消費増税は今後10年間必要ない――。2019年に安倍晋三元首相が発したこの言葉は、永田町や霞が関でいまだに大きな影響を及ぼしている。世界情勢や景気動向はめまぐるしく変化し、日本を取り巻く環境は年々厳しさを増している。財政需要も増大する中、霞が関の一部に安倍発言の「呪縛」を解こうとする動きがある。
「霞が関では消費増税を政策手段として議論することも許されない」。霞が関で政策立案に携わる官僚はこうつぶやく。

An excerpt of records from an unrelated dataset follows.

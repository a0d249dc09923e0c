//! Atomic file writes for the library directory.
//!
//! Each entry file is written to a hidden temporary sibling, synced, and then
//! renamed over the target. A reader sees either the old file or the new
//! one, never a partial write. Temporary files start with `.` so library
//! scans skip them.

use std::fs::{self, OpenOptions};
use std::io::{self, BufWriter, Write};
use std::path::{Path, PathBuf};

/// Temporary path used while writing `path`.
fn temp_path_for(path: &Path) -> PathBuf {
    let name = path
        .file_name()
        .map(|n| n.to_string_lossy().into_owned())
        .unwrap_or_default();
    path.with_file_name(format!(".{}.tmp", name))
}

/// Atomically write bytes to a file.
///
/// # Errors
///
/// Returns an error if the temporary file cannot be created, written, synced,
/// or renamed. On failure the temporary file is removed on a best-effort basis.
pub fn atomic_write(path: &Path, contents: &[u8]) -> io::Result<()> {
    if let Some(parent) = path.parent() {
        fs::create_dir_all(parent)?;
    }

    let tmp_path = temp_path_for(path);
    let result = write_and_rename(&tmp_path, path, contents);
    if result.is_err() {
        let _ = fs::remove_file(&tmp_path);
    }
    result
}

fn write_and_rename(tmp_path: &Path, path: &Path, contents: &[u8]) -> io::Result<()> {
    let mut file = OpenOptions::new()
        .write(true)
        .create(true)
        .truncate(true)
        .open(tmp_path)?;

    {
        let mut writer = BufWriter::new(&mut file);
        writer.write_all(contents)?;
        writer.flush()?;
    }

    // Sync to disk before rename
    file.sync_all()?;

    fs::rename(tmp_path, path)
}

/// Remove a file, treating "already gone" as success.
pub fn remove_if_exists(path: &Path) -> io::Result<()> {
    match fs::remove_file(path) {
        Err(e) if e.kind() == io::ErrorKind::NotFound => Ok(()),
        other => other,
    }
}
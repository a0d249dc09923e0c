//! Local persistence: one file per entry inside a library directory.
//!
//! The store talks to persistence only through [`Persisting`]. Renames forced
//! by storage naming collisions flow back through [`ConflictHandler`].
//!
//! # Dyn-compatibility
//!
//! `load_library` returns a boxed future instead of `impl Future` so the store
//! can hold a `Weak<dyn Persisting>`.

mod bundle;
mod codec;
mod debounce;
mod error;
mod local;
mod location;

#[cfg(test)]
pub(crate) mod testing;

use std::future::Future;
use std::pin::Pin;
use std::sync::Weak;

use crate::entry::{Entry, EntryId};

pub use bundle::{Bundle, DirectoryBundle};
pub use codec::{CodecError, Schema, decode, encode};
pub use error::PersistenceError;
pub use local::{LocalPersistenceManager, ManagerState};

/// Boxed, Send future returned by async trait methods.
pub type BoxFuture<'a, T> = Pin<Box<dyn Future<Output = T> + Send + 'a>>;

/// Entries read from the library.
#[derive(Debug, Clone, Default, PartialEq, Eq)]
pub struct LibraryLoadable {
    pub entries: Vec<Entry>,
}

/// An entry renamed by persistence after a naming collision.
#[derive(Debug, Clone, Copy, PartialEq, Eq, Hash)]
pub struct EntryIdChange {
    pub old_id: EntryId,
    pub new_id: EntryId,
}

/// Receives id changes made while saving. Called from the persistence worker;
/// implementations must not block on persistence.
pub trait ConflictHandler: Send + Sync {
    fn entry_ids_did_change_from_conflict(&self, changes: Vec<EntryIdChange>);
}

/// Persistence collaborator of the entry store.
pub trait Persisting: Send + Sync {
    /// Replace the collision handler. Only the latest registration is kept.
    fn set_conflict_handler(&self, handler: Weak<dyn ConflictHandler>);

    /// Read the library. Fails only when the directory itself is unusable;
    /// unreadable files are logged and skipped.
    fn load_library(&self) -> BoxFuture<'_, Result<LibraryLoadable, PersistenceError>>;

    /// Queue entries for writing. Never blocks on disk and never fails;
    /// problems are logged.
    fn save(&self, entries: Vec<Entry>);

    /// Flush pending changes to disk. Blocks until the flush is done.
    fn terminate(&self) -> Result<(), PersistenceError>;
}

/// File name for an entry: its id as an upper-case hyphenated UUID.
pub fn file_name_for(id: EntryId) -> String {
    id.hyphenated()
        .encode_upper(&mut uuid::Uuid::encode_buffer())
        .to_string()
}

19年7月3日に安倍氏が「安倍政権ではこれ以上(消費税を)引き上げることは全く考えていない。今後10年間ぐらい必要ない」と表明した。安倍発言以降、この官僚の認識は霞が関で共通化している。
「水と油」の官僚同士が…
消費税は幅広い世代へ薄く課税できる半面、景気への影響が大きく、低所得者ほど税負担は重くなるとされる。こうした影響を考慮してか、菅義偉前首相や岸田文雄首相も安倍発言を踏襲した。
そんな状況下で、この「呪縛」を解こうと財務省と厚生労働省の有力幹部たちが水面下で動き出した。
「次期公的年金制度改革の機会に、消費増税を政策の俎上(そじょう)に載せるべきではないか」
21年、75歳以上の医療費窓口負担を巡る改革を終え、こんなやりとりを始めた。財務省と厚労省のみならず、自民党と公明党ばかりか時の首相である菅氏をも巻き込み、一定の所得がある高齢者の窓口負担を増やす政策が一大騒動になった記憶も新しい時期だった。
その経歴や当時のポストからそれぞれの省で出世を約束された有力幹部たち。社会保障制度の持続可能性や財政健全化を憂え、電話や会合などの度に問題意識をすりあわせていった。
財政規律を重んじる財務官僚と、社会保障制度の充実に向けて財政支出を求める厚労官僚は、もともと「水と油」のような関係だ。だが、意外にも厚労省内には、社会保障制度の持続可能性を維持するため効率化にも目を配る官僚は少なくない。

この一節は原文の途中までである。